Re: [tlug] Unicode

Date: Sat, 12 Jul 2003 21:46:37 +1000 (EST)
From: Jim Breen <jwb@example.com>
Subject: Re: [tlug] Unicode
I'll try and pick up several sets of comments.

simon colston <simon@example.com> wrote:

>> I have to agree with this.  If you want to create a Japanese-Chinese
>> dictionary in Unicode then there need to be separate codes for each
>> character that looks the same to a Westerner's eyes but very different to
>> the Japanese and Chinese.  

No you don't. There are ways of flagging language, either in markup
(which is how I'd prefer it), or by embedded language-codes. There is
no need to have different code-points for what are very minor glyph
differences. In any case, the characters that actually differ in glyph
are a very small proportion, and involve things like whether in
characters like 藤 the kusakanmuri covers the whole character or
is slid a fraction to the right. The differences between Courier and
Helvetica are more substantial than this.

>> I think a lack of sensitivity to these types of
>> problem are a bigger problem than a "nationalistic" desire to have one's
>> own language look like one's own language.

There is no "lack of sensitivity". That argument is quite bogus. The
people who claim that for Unicode are either under the misapprehension
that Unicode mandates glyphs (it doesn't), or are aware that it doesn't
and are saying it on the FUD principle.

Charles Muller <acmuller@example.com> wrote:
 
>> As far as I can tell, it is because the grievances are largely based on
>> misunderstandings of what Unicode is supposed to do. Almost all of the
>> grievances that I have heard from anti-Unicode people have been quibbles
>> about small, idiosyncratic differences in glyph representation, which can
>> very easily be handled at the level of font, and thus there is no problem
>> assigning a single code point.

This is it in a nutshell. Unfortunately the first edition of Unicode
was published using Chinese fonts for some of the more obscure
characters. That set the xenophobes running with a "foisting foreign
characters on us" argument. The JSA committee did the right thing but
putting multiple glyphs in JIS X 0221, but you still here the "Unicode
looks Chinese" argument, which is a total furphy.

>> There are of course a very small percentage of _bimyou_ cases where
>> expert-level debate needs to take place to determine whether or not a
>> character is a variant of another (and if so, what kind of variant). But the
>> fact that more of these did not get hashed out at the early stages is again,
>> from what I understand, due more to the problems of non-cooperation rather
>> than unawareness or arbitrary forcing on the part of the Unicode consortium.
>> 
>> The other thing that I would like to stress is that from the early days up
>> to the present, the Unicode consortium has been quite open to suggestions
>> and reasonable proposals set forth by properly accredited groups and
>> individuals, and therefore the Unicode character set continues to grow and
>> be refined.

Quite. I strongly recommend that people track down a copy of the
overview of Han unification in the Unicode documents. 

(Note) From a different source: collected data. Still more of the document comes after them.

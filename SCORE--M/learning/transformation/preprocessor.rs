use ndarray::{concatenate, Array2, Axis};
use serde::{Deserialize, Serialize};

use super::{
    encoder::OneHotEncoder,
    imputer::{MedianImputer, MostFrequentImputer},
    scaler::StandardScaler,
    PreprocessError,
};
use crate::{artifact::Artifact, table::Table};

/// Column groups consumed by the preprocessor.
#[derive(Debug, Clone, PartialEq, Eq, Serialize, Deserialize)]
pub struct ColumnSchema {
    /// Numeric features, in output order.
    pub numeric: Vec<String>,
    /// Categorical features, in output order.
    pub categorical: Vec<String>,
    /// Regression target, appended untransformed.
    pub target: String,
}

impl ColumnSchema {
    /// Schema of the student performance dataset.
    #[must_use]
    pub fn student_scores() -> Self {
        let owned = |names: &[&str]| -> Vec<String> { names.iter().map(ToString::to_string).collect() };
        Self {
            numeric: owned(&["writing_score", "reading_score"]),
            categorical: owned(&[
                "gender",
                "race_ethnicity",
                "parental_level_of_education",
                "lunch",
                "test_preparation_course",
            ]),
            target: "math_score".into(),
        }
    }

    /// Every feature column, numeric first.
    pub fn feature_columns(&self) -> impl Iterator<Item = &str> {
        self.numeric
            .iter()
            .chain(&self.categorical)
            .map(String::as_str)
    }
}

impl Default for ColumnSchema {
    fn default() -> Self {
        Self::student_scores()
    }
}

/// Fitted column-wise preprocessing: a numeric and a categorical branch.
#[derive(Debug, Clone, PartialEq, Serialize, Deserialize)]
pub struct Preprocessor {
    schema: ColumnSchema,
    numeric_imputer: MedianImputer,
    numeric_scaler: StandardScaler,
    categorical_imputer: MostFrequentImputer,
    encoder: OneHotEncoder,
    categorical_scaler: StandardScaler,
}

impl Artifact for Preprocessor {
    const KIND: &'static str = "preprocessor";
}

impl Preprocessor {
    /// Learns every branch statistic from `table`.
    pub fn fit(schema: ColumnSchema, table: &Table) -> Result<Self, PreprocessError> {
        if table.is_empty() {
            return Err(PreprocessError::EmptyInput);
        }
        let numeric_raw = numeric_columns(&schema, table)?;
        let numeric_imputer = MedianImputer::fit(&schema.numeric, &numeric_raw)?;
        let numeric = to_matrix(table.len(), &numeric_imputer.transform(&numeric_raw)?);
        let numeric_scaler = StandardScaler::fit(&numeric, true)?;

        let categorical_raw = categorical_columns(&schema, table)?;
        let categorical_imputer = MostFrequentImputer::fit(&schema.categorical, &categorical_raw)?;
        let categorical = categorical_imputer.transform(&categorical_raw)?;
        let encoder = OneHotEncoder::fit(&categorical);
        let indicators = encoder.transform(&categorical)?;
        let categorical_scaler = StandardScaler::fit(&indicators, false)?;

        Ok(Self {
            schema,
            numeric_imputer,
            numeric_scaler,
            categorical_imputer,
            encoder,
            categorical_scaler,
        })
    }

    /// Applies the fitted branches; never refits.
    pub fn transform(&self, table: &Table) -> Result<Array2<f64>, PreprocessError> {
        let numeric_raw = numeric_columns(&self.schema, table)?;
        let numeric = to_matrix(table.len(), &self.numeric_imputer.transform(&numeric_raw)?);
        let numeric = self.numeric_scaler.transform(&numeric)?;

        let categorical = self
            .categorical_imputer
            .transform(&categorical_columns(&self.schema, table)?)?;
        let indicators = self.encoder.transform(&categorical)?;
        let indicators = if table.is_empty() {
            Array2::zeros((0, self.encoder.n_features_out()))
        } else {
            self.categorical_scaler.transform(&indicators)?
        };

        Ok(concatenate(Axis(1), &[numeric.view(), indicators.view()])?)
    }

    /// Width of [`Preprocessor::transform`] output.
    #[must_use]
    pub fn n_features_out(&self) -> usize {
        self.schema.numeric.len() + self.encoder.n_features_out()
    }

    /// Output column names (`<column>_<category>` for indicators).
    #[must_use]
    pub fn feature_names(&self) -> Vec<String> {
        let mut names = self.schema.numeric.clone();
        for (column, categories) in self.schema.categorical.iter().zip(self.encoder.categories()) {
            names.extend(categories.iter().map(|category| format!("{column}_{category}")));
        }
        names
    }

    /// Schema the preprocessor was fitted with.
    #[must_use]
    pub fn schema(&self) -> &ColumnSchema {
        &self.schema
    }

    /// Learned numeric medians.
    #[must_use]
    pub fn numeric_medians(&self) -> &[f64] {
        self.numeric_imputer.statistics()
    }
}

fn numeric_columns(
    schema: &ColumnSchema,
    table: &Table,
) -> Result<Vec<Vec<Option<f64>>>, PreprocessError> {
    schema
        .numeric
        .iter()
        .map(|name| table.numeric_column(name).map_err(PreprocessError::from))
        .collect()
}

fn categorical_columns(
    schema: &ColumnSchema,
    table: &Table,
) -> Result<Vec<Vec<Option<String>>>, PreprocessError> {
    schema
        .categorical
        .iter()
        .map(|name| -> Result<Vec<Option<String>>, PreprocessError> {
            let cells = table.text_column(name)?;
            Ok(cells
                .into_iter()
                .map(|cell| cell.map(|value| value.trim().to_string()))
                .collect())
        })
        .collect()
}

fn to_matrix(rows: usize, columns: &[Vec<f64>]) -> Array2<f64> {
    Array2::from_shape_fn((rows, columns.len()), |(row, col)| columns[col][row])
}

Shimpei Yamashita <shimpei@example.com> wrote:
 
>> But that, and combining kanji glyphs, seem to be orthogonal problems to me.
>> In different CJK nations, they don't necessarily look the same, they aren't
>> read the same, and they don't even always mean the same. 

In which case they won't have been unified. Please read up on the
unification process. It was done very carefully. There is a "semantic
axis" which had to be satisfied as well as shape before unification took
place.

>> If all you wanted to
>> do was to create a coding standard in which no two languages ever clashed with
>> each other, you could have given each language's glyphs different coding
>> points. 

Yes, a French "A" and a German "A" and an English "A".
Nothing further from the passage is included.